**MATERIAL FOR THIS EXERCISE:**

---

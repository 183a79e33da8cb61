use e91_sim::prelude::*;
use rand::rngs::StdRng;
use rand::SeedableRng;

fn main() {
    println!("E91 Phase 3: intercept-resend attack sweep");
    println!("S-value collapse as Eve's intercept probability rises:\n");

    let mut rng = StdRng::from_entropy();
    let mut sampler = StateSampler;

    for step in 0..=4 {
        let intercept_prob = step as f64 * 0.25;
        let config = AttackConfig {
            shots: 2000,
            intercept_prob,
        };
        let report =
            simulate_intercept_resend(&config, &mut sampler, &mut rng).expect("valid configuration");

        println!(
            "  intercept_prob = {:.2}  S = {:.4}  secure: {}",
            intercept_prob, report.s_value, report.is_secure
        );
    }

    println!("\nA channel that stops violating the classical bound is assumed tapped.");
}
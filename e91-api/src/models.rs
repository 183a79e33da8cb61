//! Request and response bodies for the protocol endpoints.

use serde::{Deserialize, Serialize};

fn default_chsh_shots() -> u64 {
    1024
}

fn default_keygen_count() -> u64 {
    50
}

fn default_attack_shots() -> u64 {
    1000
}

fn default_intercept_prob() -> f64 {
    0.5
}

/// Body for `POST /api/phase1/chsh`.
#[derive(Debug, Deserialize)]
pub struct ChshRequest {
    /// Repetitions per angle pair.
    #[serde(default = "default_chsh_shots")]
    pub shots: u64,
}

/// Body for `POST /api/phase2/keygen`.
#[derive(Debug, Deserialize)]
pub struct KeyGenRequest {
    /// Number of raw key bit candidates to produce.
    #[serde(default = "default_keygen_count")]
    pub count: u64,
}

/// Body for `POST /api/phase3/attack`.
#[derive(Debug, Deserialize)]
pub struct AttackRequest {
    #[serde(default = "default_attack_shots")]
    pub shots: u64,
    #[serde(default = "default_intercept_prob")]
    pub intercept_prob: f64,
}

/// Response for `POST /api/phase1/chsh`.
#[derive(Debug, Serialize)]
pub struct ChshResponse {
    pub s_value: f64,
    pub correlations: [f64; 4],
    pub violation: bool,
}

/// Response for `POST /api/phase3/attack`.
#[derive(Debug, Serialize)]
pub struct AttackResponse {
    pub s_value: f64,
    pub correlations: [f64; 4],
    pub is_secure: bool,
    pub eve_active: bool,
}

/// JSON error body for rejected or failed requests.
#[derive(Debug, Serialize)]
pub struct ErrorBody {
    pub error: String,
}
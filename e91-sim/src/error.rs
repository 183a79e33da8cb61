//! Error types for the protocol engine.

use thiserror::Error;

/// Result alias used throughout the crate.
pub type SimResult<T> = Result<T, SimulationError>;

/// Errors raised by the simulation core.
///
/// Invalid-input variants are rejected before any simulation work begins;
/// the remaining variants are internal failures and are never retried,
/// since the underlying numerics are deterministic.
#[derive(Debug, Clone, PartialEq, Error)]
pub enum SimulationError {
    /// Shot and pair counts must be positive.
    #[error("shot count must be positive (got {0})")]
    InvalidShots(u64),

    /// Intercept probability must lie in [0, 1]. NaN is rejected too.
    #[error("intercept probability must lie in [0, 1] (got {0})")]
    InvalidProbability(f64),

    /// A probabilistic draw could not be completed.
    #[error("sampling failed: {0}")]
    Sampling(String),

    /// Defensive normalization check: the state's total probability mass
    /// drifted outside tolerance. Should never fire for unitary evolution.
    #[error("state is not normalized: total probability {0}")]
    NotNormalized(f64),
}

impl SimulationError {
    /// True for errors caused by caller input rather than internal failure.
    pub fn is_invalid_input(&self) -> bool {
        matches!(
            self,
            SimulationError::InvalidShots(_) | SimulationError::InvalidProbability(_)
        )
    }
}
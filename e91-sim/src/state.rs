//! Two-particle state vector and the gate set the protocol needs.
//!
//! The state of the entangled pair is four complex amplitudes indexed by the
//! joint outcome label. The bit-order convention is fixed here, once, and
//! every other module goes through [`Outcome`] instead of computing indices:
//!
//! ```text
//! index = alice_bit << 1 | bob_bit
//!
//! amps[0] = ⟨00|ψ⟩   (Alice 0, Bob 0)
//! amps[1] = ⟨01|ψ⟩   (Alice 0, Bob 1)
//! amps[2] = ⟨10|ψ⟩   (Alice 1, Bob 0)
//! amps[3] = ⟨11|ψ⟩   (Alice 1, Bob 1)
//! ```

use num_complex::Complex;
use num_traits::Zero;

use crate::error::{SimResult, SimulationError};

/// Tolerance for the Σ|amp|² ≈ 1 normalization invariant.
pub const NORM_TOLERANCE: f64 = 1e-9;

/// A single-particle 2x2 matrix stored as [row0col0, row0col1, row1col0, row1col1].
pub type Matrix2x2 = [Complex<f64>; 4];

/// Which half of the entangled pair a single-particle gate acts on.
#[derive(Debug, Clone, Copy, PartialEq, Eq)]
pub enum Particle {
    Alice,
    Bob,
}

/// One joint measurement outcome: a bit per party.
#[derive(Debug, Clone, Copy, PartialEq, Eq)]
pub struct Outcome {
    /// Alice's bit (0 or 1).
    pub alice: u8,
    /// Bob's bit (0 or 1).
    pub bob: u8,
}

impl Outcome {
    pub fn new(alice: u8, bob: u8) -> Self {
        debug_assert!(alice <= 1 && bob <= 1);
        Self { alice, bob }
    }

    /// Amplitude index of this outcome under the crate-wide bit order.
    pub fn index(self) -> usize {
        ((self.alice << 1) | self.bob) as usize
    }

    /// Inverse of [`Outcome::index`]. Only the low two bits are meaningful.
    pub fn from_index(index: usize) -> Self {
        Self {
            alice: ((index >> 1) & 1) as u8,
            bob: (index & 1) as u8,
        }
    }

    /// True when both parties saw the same bit.
    pub fn is_same(self) -> bool {
        self.alice == self.bob
    }
}

/// Normalized state vector of the two-particle system.
///
/// Gates consume and return the state, so circuit definitions read as
/// left-to-right chains of operations.
#[derive(Debug, Clone, PartialEq)]
pub struct TwoQubitState {
    amps: [Complex<f64>; 4],
}

impl TwoQubitState {
    /// The |00⟩ initial state every circuit starts from.
    pub fn zero() -> Self {
        let mut amps = [Complex::zero(); 4];
        amps[0] = Complex::new(1.0, 0.0);
        Self { amps }
    }

    /// The basis state a measurement with the given outcome collapses to.
    pub fn basis_state(outcome: Outcome) -> Self {
        let mut amps = [Complex::zero(); 4];
        amps[outcome.index()] = Complex::new(1.0, 0.0);
        Self { amps }
    }

    /// The Bell state |Φ+⟩ = (|00⟩ + |11⟩)/√2, built the way the protocol
    /// prescribes: Hadamard on Alice's particle, then CNOT Alice→Bob.
    pub fn prepare_entangled() -> Self {
        Self::zero().hadamard(Particle::Alice).cnot_alice_bob()
    }

    /// Raw amplitudes in the crate-wide index order.
    pub fn amplitudes(&self) -> &[Complex<f64>; 4] {
        &self.amps
    }

    /// Apply a single-particle matrix to the chosen half of the pair.
    fn apply_one_particle(mut self, m: Matrix2x2, particle: Particle) -> Self {
        // Index pairs that differ only in the chosen particle's bit.
        let pairs = match particle {
            Particle::Alice => [(0usize, 2usize), (1, 3)],
            Particle::Bob => [(0, 1), (2, 3)],
        };
        for (i0, i1) in pairs {
            let a0 = self.amps[i0];
            let a1 = self.amps[i1];
            self.amps[i0] = m[0] * a0 + m[1] * a1;
            self.amps[i1] = m[2] * a0 + m[3] * a1;
        }
        self
    }

    /// Hadamard gate on one particle.
    #[must_use]
    pub fn hadamard(self, particle: Particle) -> Self {
        let h = Complex::new(std::f64::consts::FRAC_1_SQRT_2, 0.0);
        self.apply_one_particle([h, h, h, -h], particle)
    }

    /// Controlled-NOT with Alice as control and Bob as target: flips Bob's
    /// bit on the amplitudes where Alice's bit is 1.
    #[must_use]
    pub fn cnot_alice_bob(mut self) -> Self {
        self.amps.swap(2, 3);
        self
    }

    /// Unconditional bit flip (Pauli X) on one particle.
    #[must_use]
    pub fn bit_flip(mut self, particle: Particle) -> Self {
        match particle {
            Particle::Alice => {
                self.amps.swap(0, 2);
                self.amps.swap(1, 3);
            }
            Particle::Bob => {
                self.amps.swap(0, 1);
                self.amps.swap(2, 3);
            }
        }
        self
    }

    /// Rotate one particle's measurement basis by `theta_degrees`.
    ///
    /// Convention: a basis angle of θ degrees applies the unitary
    /// Ry(−2·θ·π/180), so that measuring the rotated state in the
    /// computational basis is equivalent to measuring the original state
    /// along the θ-degree axis. Same convention as the downstream
    /// correlation math: E(θ_A, θ_B) = cos 2(θ_A − θ_B) on |Φ+⟩.
    #[must_use]
    pub fn rotate_basis(self, particle: Particle, theta_degrees: f64) -> Self {
        // Ry(φ) = [[cos φ/2, −sin φ/2], [sin φ/2, cos φ/2]] with φ = −2θ.
        let theta = theta_degrees.to_radians();
        let (sin, cos) = theta.sin_cos();
        let m = [
            Complex::new(cos, 0.0),
            Complex::new(sin, 0.0),
            Complex::new(-sin, 0.0),
            Complex::new(cos, 0.0),
        ];
        self.apply_one_particle(m, particle)
    }

    /// Total probability mass Σ|amp|².
    pub fn norm_sqr(&self) -> f64 {
        self.amps.iter().map(|a| a.norm_sqr()).sum()
    }

    /// |amplitude|² per joint outcome label, in [`Outcome::index`] order.
    ///
    /// Fails with [`SimulationError::NotNormalized`] when the invariant
    /// Σ|amp|² ≈ 1 is broken; unitary evolution never triggers this.
    pub fn probabilities(&self) -> SimResult<[f64; 4]> {
        let norm_sqr = self.norm_sqr();
        // Negated <= rather than > so a NaN norm is also rejected.
        if !((norm_sqr - 1.0).abs() <= NORM_TOLERANCE) {
            return Err(SimulationError::NotNormalized(norm_sqr));
        }
        Ok([
            self.amps[0].norm_sqr(),
            self.amps[1].norm_sqr(),
            self.amps[2].norm_sqr(),
            self.amps[3].norm_sqr(),
        ])
    }
}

---

Work through the listing above and report how many lines include the string "never", with no other text.

3